Exploitations forestières : des forêts à dompter
Ancien ingénieur des eaux et forêts, Armand Chartier a filmé avec un soin tout particulier les métiers de l’exploitation forestière et la manière dont les forêts ont été redessinées au cours des Trente glorieuses.
Le billet La forêt, un patrimoine très convoité montrait combien l'administration de la forêt a évolué au cours des siècles. Les films qu’Armand Chartier consacre à la forêt témoignent de la variété de ces actions.
La plupart des films dressent le constat d’un milieu plus hostile qu’il n’y paraît. Le climat difficile, les conditions de travail exigeantes mais aussi une certaine solitude sont autant de motifs récurrents.
Forêt et montagne
Skieurs forestiers (1947, 12 min) expose “les durs travaux de l’exploitation forestière” dans les forêts de haute montagne savoyarde :
Sur une musique jazzy de Daniel White et Henri Bourtayre, on suit le travail des bûcherons et gardes-forestiers dans la rigueur de l’hiver. Le ski est ici présenté comme l'indispensable moyen de transport pour aller au travail pendant six à huit mois dans l’année. On y apprend que le personnel forestier des Alpes suit un entraînement à ski spécial qui donne même lieu à des compétitions de ski entre gardes forestiers !

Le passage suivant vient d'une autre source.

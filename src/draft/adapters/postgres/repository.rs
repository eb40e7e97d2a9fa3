//! `PostgreSQL` repository implementation for draft review storage.

use super::{
    models::{DraftRow, NewDraftRow},
    schema::draft_tasks,
};
use crate::draft::{
    domain::{
        Confidence, DraftFields, DraftId, DraftStatus, DraftTask, NewDraft, PersistedDraftData,
        Source,
    },
    ports::{DraftRepository, DraftRepositoryError, DraftRepositoryResult},
};
use async_trait::async_trait;
use diesel::pg::PgConnection;
use diesel::prelude::*;
use diesel::r2d2::{ConnectionManager, Pool};

/// `PostgreSQL` connection pool type used by draft adapters.
pub type DraftPgPool = Pool<ConnectionManager<PgConnection>>;

/// `PostgreSQL`-backed draft repository.
#[derive(Debug, Clone)]
pub struct PostgresDraftRepository {
    pool: DraftPgPool,
}

impl PostgresDraftRepository {
    /// Creates a new repository from a `PostgreSQL` connection pool.
    #[must_use]
    pub const fn new(pool: DraftPgPool) -> Self {
        Self { pool }
    }

    async fn run_blocking<F, T>(&self, f: F) -> DraftRepositoryResult<T>
    where
        F: FnOnce(&mut PgConnection) -> DraftRepositoryResult<T> + Send + 'static,
        T: Send + 'static,
    {
        let pool = self.pool.clone();
        tokio::task::spawn_blocking(move || {
            let mut connection = pool.get().map_err(DraftRepositoryError::persistence)?;
            f(&mut connection)
        })
        .await
        .map_err(DraftRepositoryError::persistence)?
    }
}

#[async_trait]
impl DraftRepository for PostgresDraftRepository {
    async fn create(&self, draft: &NewDraft) -> DraftRepositoryResult<DraftTask> {
        let new_row = to_new_row(draft)?;
        self.run_blocking(move |connection| {
            let row: DraftRow = diesel::insert_into(draft_tasks::table)
                .values(&new_row)
                .returning(DraftRow::as_returning())
                .get_result(connection)
                .map_err(DraftRepositoryError::persistence)?;
            row_to_draft(row)
        })
        .await
    }

    async fn update(&self, draft: &DraftTask) -> DraftRepositoryResult<()> {
        let draft_id = draft.id();
        let fields = serde_json::to_value(draft.fields()).map_err(DraftRepositoryError::persistence)?;
        let status = draft.status().as_str().to_owned();
        let updated_at = draft.updated_at();

        self.run_blocking(move |connection| {
            let affected = diesel::update(draft_tasks::table.find(draft_id.value()))
                .set((
                    draft_tasks::fields.eq(fields),
                    draft_tasks::status.eq(status),
                    draft_tasks::updated_at.eq(updated_at),
                ))
                .execute(connection)
                .map_err(DraftRepositoryError::persistence)?;
            if affected == 0 {
                return Err(DraftRepositoryError::NotFound(draft_id));
            }
            Ok(())
        })
        .await
    }

    async fn find_by_id(&self, id: DraftId) -> DraftRepositoryResult<Option<DraftTask>> {
        self.run_blocking(move |connection| {
            let row = draft_tasks::table
                .find(id.value())
                .select(DraftRow::as_select())
                .first::<DraftRow>(connection)
                .optional()
                .map_err(DraftRepositoryError::persistence)?;
            row.map(row_to_draft).transpose()
        })
        .await
    }

    async fn list_by_status(
        &self,
        status: Option<DraftStatus>,
    ) -> DraftRepositoryResult<Vec<DraftTask>> {
        self.run_blocking(move |connection| {
            let mut query = draft_tasks::table
                .select(DraftRow::as_select())
                .order((draft_tasks::created_at.desc(), draft_tasks::id.desc()))
                .into_boxed();
            if let Some(wanted) = status {
                query = query.filter(draft_tasks::status.eq(wanted.as_str()));
            }
            let rows = query
                .load::<DraftRow>(connection)
                .map_err(DraftRepositoryError::persistence)?;
            rows.into_iter().map(row_to_draft).collect()
        })
        .await
    }

    async fn delete(&self, id: DraftId) -> DraftRepositoryResult<()> {
        self.run_blocking(move |connection| {
            let affected = diesel::delete(draft_tasks::table.find(id.value()))
                .execute(connection)
                .map_err(DraftRepositoryError::persistence)?;
            if affected == 0 {
                return Err(DraftRepositoryError::NotFound(id));
            }
            Ok(())
        })
        .await
    }
}

fn to_new_row(draft: &NewDraft) -> DraftRepositoryResult<NewDraftRow> {
    let fields = serde_json::to_value(draft.fields()).map_err(DraftRepositoryError::persistence)?;
    Ok(NewDraftRow {
        source: draft.source().as_str().to_owned(),
        fields,
        confidence: draft.confidence().map(Confidence::value),
        status: DraftStatus::Pending.as_str().to_owned(),
        created_at: draft.created_at(),
        updated_at: draft.created_at(),
    })
}

fn row_to_draft(row: DraftRow) -> DraftRepositoryResult<DraftTask> {
    let DraftRow {
        id,
        source: persisted_source,
        fields: persisted_fields,
        confidence: persisted_confidence,
        status: persisted_status,
        created_at,
        updated_at,
    } = row;

    let fields = serde_json::from_value::<DraftFields>(persisted_fields)
        .map_err(DraftRepositoryError::persistence)?;
    let source = Source::try_from(persisted_source.as_str())
        .map_err(DraftRepositoryError::persistence)?;
    let status = DraftStatus::try_from(persisted_status.as_str())
        .map_err(DraftRepositoryError::persistence)?;
    let confidence = persisted_confidence
        .map(Confidence::new)
        .transpose()
        .map_err(DraftRepositoryError::persistence)?;
    let id = DraftId::new(id).map_err(DraftRepositoryError::persistence)?;

    Ok(DraftTask::from_persisted(PersistedDraftData {
        id,
        source,
        fields,
        confidence,
        status,
        created_at,
        updated_at,
    }))
}
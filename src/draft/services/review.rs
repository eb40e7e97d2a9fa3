//! Service layer mediating between draft proposals and the canonical
//! task list.

use crate::draft::{
    domain::{DraftDomainError, DraftEdit, DraftId, DraftStatus, DraftTask},
    ports::{DraftRepository, DraftRepositoryError},
};
use crate::task::{
    domain::{NewTask, Task},
    ports::{TaskStore, TaskStoreError},
};
use mockable::Clock;
use std::sync::Arc;
use thiserror::Error;
use tracing::{debug, warn};

/// Service-level errors for draft review operations.
#[derive(Debug, Error)]
pub enum DraftReviewError {
    /// The draft does not exist.
    #[error("draft not found: {0}")]
    NotFound(DraftId),

    /// Domain validation failed.
    #[error(transparent)]
    Domain(#[from] DraftDomainError),

    /// Repository operation failed.
    #[error(transparent)]
    Repository(DraftRepositoryError),

    /// Canonical task store operation failed.
    #[error(transparent)]
    Store(#[from] TaskStoreError),
}

impl From<DraftRepositoryError> for DraftReviewError {
    fn from(err: DraftRepositoryError) -> Self {
        match err {
            DraftRepositoryError::NotFound(id) => Self::NotFound(id),
            other => Self::Repository(other),
        }
    }
}

/// Result type for draft review service operations.
pub type DraftReviewResult<T> = Result<T, DraftReviewError>;

/// Outcome of approving a single draft.
#[derive(Debug, Clone, PartialEq)]
pub struct ApprovedDraft {
    /// The draft after its transition to `approved`.
    pub draft: DraftTask,
    /// The canonical task created from the draft's effective fields.
    pub task: Task,
}

/// Per-id outcome within a bulk operation.
#[derive(Debug)]
pub struct BulkEntry {
    /// Identifier the operation was attempted on.
    pub id: DraftId,
    /// Success or the error that made this id fail.
    pub outcome: Result<(), DraftReviewError>,
}

/// Best-effort report for a bulk operation.
///
/// Every requested id is attempted; one failing id never aborts the rest.
#[derive(Debug, Default)]
pub struct BulkReport {
    entries: Vec<BulkEntry>,
}

impl BulkReport {
    /// Returns the per-id entries in request order.
    #[must_use]
    pub fn entries(&self) -> &[BulkEntry] {
        &self.entries
    }

    /// Returns the ids that succeeded.
    #[must_use]
    pub fn succeeded(&self) -> Vec<DraftId> {
        self.entries
            .iter()
            .filter(|entry| entry.outcome.is_ok())
            .map(|entry| entry.id)
            .collect()
    }

    /// Returns the ids that failed.
    #[must_use]
    pub fn failed(&self) -> Vec<DraftId> {
        self.entries
            .iter()
            .filter(|entry| entry.outcome.is_err())
            .map(|entry| entry.id)
            .collect()
    }

    fn push(&mut self, id: DraftId, outcome: Result<(), DraftReviewError>) {
        self.entries.push(BulkEntry { id, outcome });
    }
}

/// Draft review orchestration service.
pub struct DraftReviewService<R, S, C>
where
    R: DraftRepository,
    S: TaskStore,
    C: Clock + Send + Sync,
{
    repository: Arc<R>,
    store: Arc<S>,
    clock: Arc<C>,
}

impl<R, S, C> Clone for DraftReviewService<R, S, C>
where
    R: DraftRepository,
    S: TaskStore,
    C: Clock + Send + Sync,
{
    fn clone(&self) -> Self {
        Self {
            repository: Arc::clone(&self.repository),
            store: Arc::clone(&self.store),
            clock: Arc::clone(&self.clock),
        }
    }
}

impl<R, S, C> DraftReviewService<R, S, C>
where
    R: DraftRepository,
    S: TaskStore,
    C: Clock + Send + Sync,
{
    /// Creates a new draft review service.
    #[must_use]
    pub const fn new(repository: Arc<R>, store: Arc<S>, clock: Arc<C>) -> Self {
        Self {
            repository,
            store,
            clock,
        }
    }

    /// Returns drafts filtered by status, newest first.
    ///
    /// # Errors
    ///
    /// Returns [`DraftReviewError::Repository`] when the lookup fails.
    pub async fn list_drafts(
        &self,
        status: Option<DraftStatus>,
    ) -> DraftReviewResult<Vec<DraftTask>> {
        Ok(self.repository.list_by_status(status).await?)
    }

    /// Returns a single draft.
    ///
    /// # Errors
    ///
    /// Returns [`DraftReviewError::NotFound`] when the id is unknown.
    pub async fn get_draft(&self, id: DraftId) -> DraftReviewResult<DraftTask> {
        self.load(id).await
    }

    /// Applies a partial edit to a pending draft.
    ///
    /// # Errors
    ///
    /// Returns [`DraftReviewError::NotFound`] for unknown ids and
    /// [`DraftDomainError::NotPending`] for drafts already reviewed.
    pub async fn edit_draft(&self, id: DraftId, edit: DraftEdit) -> DraftReviewResult<DraftTask> {
        let mut draft = self.load(id).await?;
        draft.edit(&edit, &*self.clock)?;
        self.repository.update(&draft).await?;
        Ok(draft)
    }

    /// Approves a pending draft, applying optional field overrides, and
    /// creates exactly one canonical task from the effective fields.
    ///
    /// A draft that is already approved or rejected fails with
    /// [`DraftDomainError::NotPending`]; no second task is ever created.
    /// When the task store rejects the write the draft is restored to
    /// `pending` so the approval can be retried.
    ///
    /// # Errors
    ///
    /// Returns [`DraftReviewError::NotFound`] for unknown ids,
    /// [`DraftReviewError::Domain`] for non-pending drafts or invalid
    /// overrides, and [`DraftReviewError::Store`] when task creation
    /// fails upstream.
    pub async fn approve_draft(
        &self,
        id: DraftId,
        edits: Option<DraftEdit>,
    ) -> DraftReviewResult<ApprovedDraft> {
        let mut draft = self.load(id).await?;
        if let Some(edit) = edits {
            draft.edit(&edit, &*self.clock)?;
        }
        let reviewable = draft.clone();
        draft.approve(&*self.clock)?;
        let new_task = self.task_from(&draft)?;
        self.repository.update(&draft).await?;

        let task = match self.store.create(&new_task).await {
            Ok(task) => task,
            Err(err) => {
                // Restore the pending draft so approval can be retried.
                if let Err(revert) = self.repository.update(&reviewable).await {
                    warn!(draft = %id, error = %revert, "failed to restore pending draft after store failure");
                }
                return Err(err.into());
            }
        };
        debug!(draft = %id, task = %task.id(), "draft approved into canonical task");
        Ok(ApprovedDraft { draft, task })
    }

    /// Rejects a pending draft. Terminal; no canonical task is created.
    ///
    /// # Errors
    ///
    /// Returns [`DraftReviewError::NotFound`] for unknown ids and
    /// [`DraftDomainError::NotPending`] for drafts already reviewed.
    pub async fn reject_draft(&self, id: DraftId) -> DraftReviewResult<DraftTask> {
        let mut draft = self.load(id).await?;
        draft.reject(&*self.clock)?;
        self.repository.update(&draft).await?;
        Ok(draft)
    }

    /// Deletes a draft outright.
    ///
    /// # Errors
    ///
    /// Returns [`DraftReviewError::NotFound`] when the id is unknown.
    pub async fn delete_draft(&self, id: DraftId) -> DraftReviewResult<()> {
        Ok(self.repository.delete(id).await?)
    }

    /// Approves each id best-effort and reports per-id outcomes.
    ///
    /// The call itself never fails; failures are carried per id in the
    /// returned report.
    pub async fn bulk_approve(&self, ids: Vec<DraftId>) -> BulkReport {
        let mut report = BulkReport::default();
        for id in ids {
            let outcome = self.approve_draft(id, None).await.map(|_| ());
            if let Err(ref err) = outcome {
                warn!(draft = %id, error = %err, "bulk approve entry failed");
            }
            report.push(id, outcome);
        }
        report
    }

    /// Rejects each id best-effort and reports per-id outcomes.
    pub async fn bulk_reject(&self, ids: Vec<DraftId>) -> BulkReport {
        let mut report = BulkReport::default();
        for id in ids {
            let outcome = self.reject_draft(id).await.map(|_| ());
            if let Err(ref err) = outcome {
                warn!(draft = %id, error = %err, "bulk reject entry failed");
            }
            report.push(id, outcome);
        }
        report
    }

    async fn load(&self, id: DraftId) -> DraftReviewResult<DraftTask> {
        self.repository
            .find_by_id(id)
            .await?
            .ok_or(DraftReviewError::NotFound(id))
    }

    fn task_from(&self, draft: &DraftTask) -> DraftReviewResult<NewTask> {
        let fields = draft.fields();
        let mut task = NewTask::new(fields.title(), &*self.clock)
            .map_err(DraftDomainError::from)?
            .with_tags(fields.tags().to_vec());
        if let Some(description) = fields.description() {
            task = task.with_description(description);
        }
        if let Some(workspace) = fields.workspace() {
            task = task.with_workspace(workspace);
        }
        if let Some(energy) = fields.energy() {
            task = task.with_energy(energy);
        }
        if let Some(estimate) = fields.estimated_minutes() {
            task = task.with_estimated_minutes(estimate);
        }
        if let Some(due_date) = fields.due_date() {
            task = task.with_due_date(due_date);
        }
        Ok(task)
    }
}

Autre curiosité : le système de téléphérique qui sert à acheminer les bûches coupées vers la vallée. Ce procédé très onéreux est rendu possible grâce à un système de subvention très particulier reposant sur une taxe prélevée chez tous les exploitants forestiers de France pour épauler les exploitations les plus difficiles. Armand Chartier va jusqu’à embarquer sa caméra sur une bûche pour nous faire vivre la descente de l’intérieur.
Une année en forêt
Comme dans Skieurs forestiers, le travail de coupe des arbres par les bûcherons est montré à l’écran avec une grande précision technique dans Chronique de Bercé (1976, 45 min) :
Après un prologue silencieux qui donne à voir la préparation technique de l’ouvrier émondeur sur le point d’escalader un arbre, la voix off d’un chef de secteur partage avec le spectateur son registre journalier. Cette chronique commencée un 15 octobre nous fait vivre une année du travail forestier, essentiellement en automne et en hiver. En effet, toute exploitation est interdite dans la forêt de Bercé (Sarthe) entre le 15 avril et le 15 juillet. Le printemps est la période dangereuse pour les émondeurs, la frondaison provoquant de nombreux accidents souvent mortels. Aussi le film est-il un témoignage précieux de ce métier “qui disparaît parce qu’il est dangereux”.
Le montage de Bernard Dartigues (assistant réalisateur de Jacques Demy et de Philippe de Broca, et lui-même réalisateur) fait alterner cette “tranche de vie professionnelle” avec des images de chasse à courre, de scènes domestiques mais aussi de nombreux plans de la nature : cime des arbres, passage d’un cerf, mouvement des feuilles, noisettes qui tombent au sol. C’est sans doute l’un des films les plus contemplatifs d’Armand Chartier.
Épouse de garde-forestier
Plus indirecte est la perception de la forêt dans Colette (1972, 26 min), l’un des treize portraits de la série La voix, évoquée dans notre précédent billet sur les agricultrices :
Colette habite depuis quatre ans dans une maison forestière où elle mène avec son mari, agent technique de l'office national des forêts, "une vie bien simple". Si c’est l’un des portraits les plus réussis de la série, c’est aussi celui où le mari occupe la place la plus importante. Colette n’a pas son permis de conduire et il n’y a pas de travail pour elle dans un endroit où on ne rencontre que des bûcherons. En revanche, elle connaît parfaitement les activités des gardes-forestiers. Sur l’air émouvant de “Mamy blue”, Colette décrit longuement du travail de son mari qu’elle vit par procuration, l’encourageant à passer des concours pour progresser professionnellement.
Forêts planifiées
Deux films inscrivent la plantation d'une forêt comme projet d'avenir.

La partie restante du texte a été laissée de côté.